Chroma vs zvec
Open-source embedding database for building AI apps with retrieval. — versus — Alibaba's open-source in-process vector database: billion-scale similarity search embedded in your app, with DiskANN on-disk indexing, native full-text search and hybrid retrieval.
Same job — the embedding store under a RAG pipeline.

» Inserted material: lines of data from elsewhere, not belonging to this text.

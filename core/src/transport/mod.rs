// Transport module — direct peer-to-peer links negotiated through the relay

pub mod abstraction;
pub mod tcp;

pub use abstraction::{DirectConnector, DirectLink, LinkEvent, LinkId, TransportError};
pub use tcp::{TcpConnector, TcpConnectorConfig};
// Message fingerprint: SHA-256 over the canonical JSON of
// {id, from, to, content, timestamp}, in exactly that order, hex-encoded.
//
// The canonical form follows JSON.stringify's output for the same object,
// so the hash of a given message matches one computed that way. Only the
// fingerprint is shared; sealed payloads use this crate's own cipher.

use crate::message::MessageFields;
use serde_json::Value;
use sha2::{Digest, Sha256};

/// Canonical byte string the fingerprint is computed over
pub fn canonical_form(fields: &MessageFields) -> String {
    format!(
        "{{\"id\":{},\"from\":{},\"to\":{},\"content\":{},\"timestamp\":{}}}",
        Value::from(fields.id.as_str()),
        Value::from(fields.from.as_str()),
        Value::from(fields.to.as_str()),
        Value::from(fields.content.as_str()),
        fields.timestamp
    )
}

/// Deterministic 256-bit fingerprint of a message, as lowercase hex
pub fn fingerprint(fields: &MessageFields) -> String {
    hex::encode(Sha256::digest(canonical_form(fields).as_bytes()))
}

#[cfg(test)]
mod tests {
    use super::*;
    use proptest::prelude::*;

    fn fields() -> MessageFields {
        MessageFields {
            id: "7d0b2c3a-0000-4000-8000-000000000001".to_string(),
            from: "ALICE".to_string(),
            to: "BOB".to_string(),
            content: "hi".to_string(),
            timestamp: 1_700_000_000_000,
        }
    }

    #[test]
    fn test_canonical_form_field_order() {
        assert_eq!(
            canonical_form(&fields()),
            r#"{"id":"7d0b2c3a-0000-4000-8000-000000000001","from":"ALICE","to":"BOB","content":"hi","timestamp":1700000000000}"#
        );
    }

    #[test]
    fn test_canonical_form_escapes_strings() {
        let mut f = fields();
        f.content = "say \"hi\"\n".to_string();
        assert!(canonical_form(&f).contains(r#""content":"say \"hi\"\n""#));
    }

    #[test]
    fn test_canonical_form_keeps_non_ascii() {
        let mut f = fields();
        f.content = "héllo ✓ \u{7f}".to_string();
        assert!(canonical_form(&f).contains("\"content\":\"héllo ✓ \u{7f}\""));
    }

    #[test]
    fn test_fingerprint_known_vector() {
        // sha256 of the canonical form above, computed independently
        let expected = hex::encode(Sha256::digest(
            br#"{"id":"7d0b2c3a-0000-4000-8000-000000000001","from":"ALICE","to":"BOB","content":"hi","timestamp":1700000000000}"#,
        ));
        assert_eq!(fingerprint(&fields()), expected);
        assert_eq!(fingerprint(&fields()).len(), 64);
    }

    #[test]
    fn test_every_field_changes_fingerprint() {
        let base = fingerprint(&fields());

        let mut f = fields();
        f.id.push('x');
        assert_ne!(fingerprint(&f), base);

        let mut f = fields();
        f.from.push('x');
        assert_ne!(fingerprint(&f), base);

        let mut f = fields();
        f.to.push('x');
        assert_ne!(fingerprint(&f), base);

        let mut f = fields();
        f.content.push('x');
        assert_ne!(fingerprint(&f), base);

        let mut f = fields();
        f.timestamp += 1;
        assert_ne!(fingerprint(&f), base);
    }

    #[test]
    fn test_field_boundaries_are_unambiguous() {
        let mut a = fields();
        a.from = "AB".to_string();
        a.to = "C".to_string();
        let mut b = fields();
        b.from = "A".to_string();
        b.to = "BC".to_string();
        assert_ne!(fingerprint(&a), fingerprint(&b));
    }

    proptest! {
        #[test]
        fn prop_fingerprint_deterministic(
            id in ".{0,40}",
            from in ".{0,40}",
            to in ".{0,40}",
            content in ".{0,200}",
            timestamp in any::<u64>(),
        ) {
            let f = MessageFields { id, from, to, content, timestamp };
            prop_assert_eq!(fingerprint(&f), fingerprint(&f.clone()));
        }
    }
}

Chroma is the Python-native developer default; Zvec is the in-process C++ engine betting on raw speed, DiskANN memory economics and built-in hybrid retrieval.
| Chroma | zvec | |
|---|---|---|
| Stars | 29k | 15k |
| Forks | 2.4k | 931 |
| Language | Python | C++ |
| License | Apache-2.0 | Apache-2.0 |
| Last activity | 2 days ago | yesterday |
| Topics | rag, memory | rag |
| Curated connections | 8 | 1 |
Chroma — the curator's take
Open-source embedding database for building AI apps with retrieval.
zvec — the curator's take
The 'SQLite of vector search' position, executed with Alibaba-scale engineering: runs inside your process (no server to operate), DiskANN keeps memory flat at large scale, and v0.5 added native FTS + hybrid retrieval so one MultiQuery spans dense, sparse, filters and text — no external search engine. Battle-tested internally before open-sourcing. NOT for multi-service architectures needing a shared, network-accessible store with auth and replication — in-process is the whole point and the whole limitation; C++ core with Python/Go/Rust SDKs, so debugging beneath the binding is not for everyone.